• _INFORMATION GIVEN_:

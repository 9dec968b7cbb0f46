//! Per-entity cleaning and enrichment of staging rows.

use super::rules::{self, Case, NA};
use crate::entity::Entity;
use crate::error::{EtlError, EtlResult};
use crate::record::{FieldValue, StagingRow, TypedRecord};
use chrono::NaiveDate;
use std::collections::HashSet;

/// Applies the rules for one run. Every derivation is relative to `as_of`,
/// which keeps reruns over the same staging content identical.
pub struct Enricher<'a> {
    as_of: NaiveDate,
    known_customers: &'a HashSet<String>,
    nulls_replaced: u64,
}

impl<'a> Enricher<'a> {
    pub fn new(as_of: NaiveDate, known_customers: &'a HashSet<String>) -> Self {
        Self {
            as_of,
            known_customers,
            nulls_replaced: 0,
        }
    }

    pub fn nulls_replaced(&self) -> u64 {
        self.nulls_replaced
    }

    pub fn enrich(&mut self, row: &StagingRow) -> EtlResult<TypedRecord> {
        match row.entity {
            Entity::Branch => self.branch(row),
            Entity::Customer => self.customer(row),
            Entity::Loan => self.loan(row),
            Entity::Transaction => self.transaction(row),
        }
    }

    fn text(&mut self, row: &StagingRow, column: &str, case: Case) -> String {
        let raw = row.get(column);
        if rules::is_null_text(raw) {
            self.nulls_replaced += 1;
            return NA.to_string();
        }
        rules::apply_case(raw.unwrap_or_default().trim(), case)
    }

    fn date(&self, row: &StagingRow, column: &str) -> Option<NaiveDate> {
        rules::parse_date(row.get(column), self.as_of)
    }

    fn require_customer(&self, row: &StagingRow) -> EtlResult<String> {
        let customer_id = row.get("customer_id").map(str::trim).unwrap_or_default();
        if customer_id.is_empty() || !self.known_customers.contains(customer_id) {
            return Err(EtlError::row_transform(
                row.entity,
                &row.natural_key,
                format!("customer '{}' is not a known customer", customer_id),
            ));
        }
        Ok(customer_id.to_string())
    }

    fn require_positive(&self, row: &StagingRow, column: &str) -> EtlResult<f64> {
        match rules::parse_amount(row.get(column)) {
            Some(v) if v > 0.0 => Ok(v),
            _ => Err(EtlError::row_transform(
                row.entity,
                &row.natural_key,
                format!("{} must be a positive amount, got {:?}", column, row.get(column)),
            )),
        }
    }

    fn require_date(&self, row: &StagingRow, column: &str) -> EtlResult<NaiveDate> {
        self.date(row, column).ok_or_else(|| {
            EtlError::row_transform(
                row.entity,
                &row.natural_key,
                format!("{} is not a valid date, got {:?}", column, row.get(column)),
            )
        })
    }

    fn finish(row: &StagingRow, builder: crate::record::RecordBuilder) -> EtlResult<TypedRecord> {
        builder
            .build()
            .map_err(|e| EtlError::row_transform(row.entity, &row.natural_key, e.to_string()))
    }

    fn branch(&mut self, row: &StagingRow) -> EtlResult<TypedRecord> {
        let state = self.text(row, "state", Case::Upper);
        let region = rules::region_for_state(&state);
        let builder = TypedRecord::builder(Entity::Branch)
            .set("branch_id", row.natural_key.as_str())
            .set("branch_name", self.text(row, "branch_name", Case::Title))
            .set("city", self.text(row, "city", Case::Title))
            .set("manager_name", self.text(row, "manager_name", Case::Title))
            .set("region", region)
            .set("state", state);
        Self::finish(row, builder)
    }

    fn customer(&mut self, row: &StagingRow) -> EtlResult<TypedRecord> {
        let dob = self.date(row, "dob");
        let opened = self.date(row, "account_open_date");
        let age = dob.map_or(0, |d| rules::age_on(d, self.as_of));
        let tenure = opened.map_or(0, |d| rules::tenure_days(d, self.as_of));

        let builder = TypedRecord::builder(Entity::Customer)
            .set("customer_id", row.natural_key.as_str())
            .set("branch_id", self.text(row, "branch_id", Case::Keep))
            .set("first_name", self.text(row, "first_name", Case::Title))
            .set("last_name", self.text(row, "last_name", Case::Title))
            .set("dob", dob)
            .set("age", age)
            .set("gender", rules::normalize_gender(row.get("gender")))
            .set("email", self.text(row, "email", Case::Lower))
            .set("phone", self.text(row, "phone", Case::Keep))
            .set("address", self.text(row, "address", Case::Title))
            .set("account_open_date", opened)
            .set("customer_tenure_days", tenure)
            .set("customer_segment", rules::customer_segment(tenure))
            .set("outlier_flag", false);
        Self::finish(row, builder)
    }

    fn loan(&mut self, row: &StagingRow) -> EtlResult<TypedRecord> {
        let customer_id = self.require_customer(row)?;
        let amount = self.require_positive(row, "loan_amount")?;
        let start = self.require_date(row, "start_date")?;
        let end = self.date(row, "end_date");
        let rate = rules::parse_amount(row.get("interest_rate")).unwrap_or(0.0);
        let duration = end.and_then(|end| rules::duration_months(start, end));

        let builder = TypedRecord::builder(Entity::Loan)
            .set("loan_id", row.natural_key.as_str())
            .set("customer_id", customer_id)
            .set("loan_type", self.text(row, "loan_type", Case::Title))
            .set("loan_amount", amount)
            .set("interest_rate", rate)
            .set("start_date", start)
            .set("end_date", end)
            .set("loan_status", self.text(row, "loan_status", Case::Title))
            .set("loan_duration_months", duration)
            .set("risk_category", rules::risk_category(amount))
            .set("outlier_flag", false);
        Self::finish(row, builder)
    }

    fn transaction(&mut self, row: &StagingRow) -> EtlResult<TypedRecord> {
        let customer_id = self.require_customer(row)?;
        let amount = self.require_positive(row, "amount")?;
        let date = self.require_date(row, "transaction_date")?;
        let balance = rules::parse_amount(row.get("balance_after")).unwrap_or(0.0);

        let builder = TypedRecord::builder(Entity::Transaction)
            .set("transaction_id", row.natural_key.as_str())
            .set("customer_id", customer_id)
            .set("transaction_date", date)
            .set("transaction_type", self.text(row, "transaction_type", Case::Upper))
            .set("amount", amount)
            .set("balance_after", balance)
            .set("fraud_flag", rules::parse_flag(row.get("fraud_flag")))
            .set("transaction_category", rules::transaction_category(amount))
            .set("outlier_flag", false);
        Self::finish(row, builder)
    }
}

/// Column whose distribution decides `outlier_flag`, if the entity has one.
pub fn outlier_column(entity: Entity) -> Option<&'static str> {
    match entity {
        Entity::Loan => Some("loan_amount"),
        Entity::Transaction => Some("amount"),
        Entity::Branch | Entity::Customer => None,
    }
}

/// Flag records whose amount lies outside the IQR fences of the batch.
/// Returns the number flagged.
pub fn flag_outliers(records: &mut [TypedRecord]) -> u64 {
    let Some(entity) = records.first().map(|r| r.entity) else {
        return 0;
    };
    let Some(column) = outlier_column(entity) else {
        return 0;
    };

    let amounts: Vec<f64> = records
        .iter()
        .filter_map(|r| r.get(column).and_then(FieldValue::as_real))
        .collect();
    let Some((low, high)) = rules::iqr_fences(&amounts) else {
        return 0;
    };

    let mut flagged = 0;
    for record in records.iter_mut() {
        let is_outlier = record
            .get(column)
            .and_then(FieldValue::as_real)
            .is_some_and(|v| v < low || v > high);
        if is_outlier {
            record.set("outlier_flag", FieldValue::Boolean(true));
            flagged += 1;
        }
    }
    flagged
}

• _WORK REQUIRED_: Reproduce, please, the lines of the material from its first line down to the line containing "use std::collections::HashSet;", keeping both ends and nothing beyond them.

• _ANSWER TO THIS EXERCISE_:
repository 9dec968b7cbb0f46
//! Per-entity cleaning and enrichment of staging rows.

use super::rules::{self, Case, NA};
use crate::entity::Entity;
use crate::error::{EtlError, EtlResult};
use crate::record::{FieldValue, StagingRow, TypedRecord};
use chrono::NaiveDate;
use std::collections::HashSet;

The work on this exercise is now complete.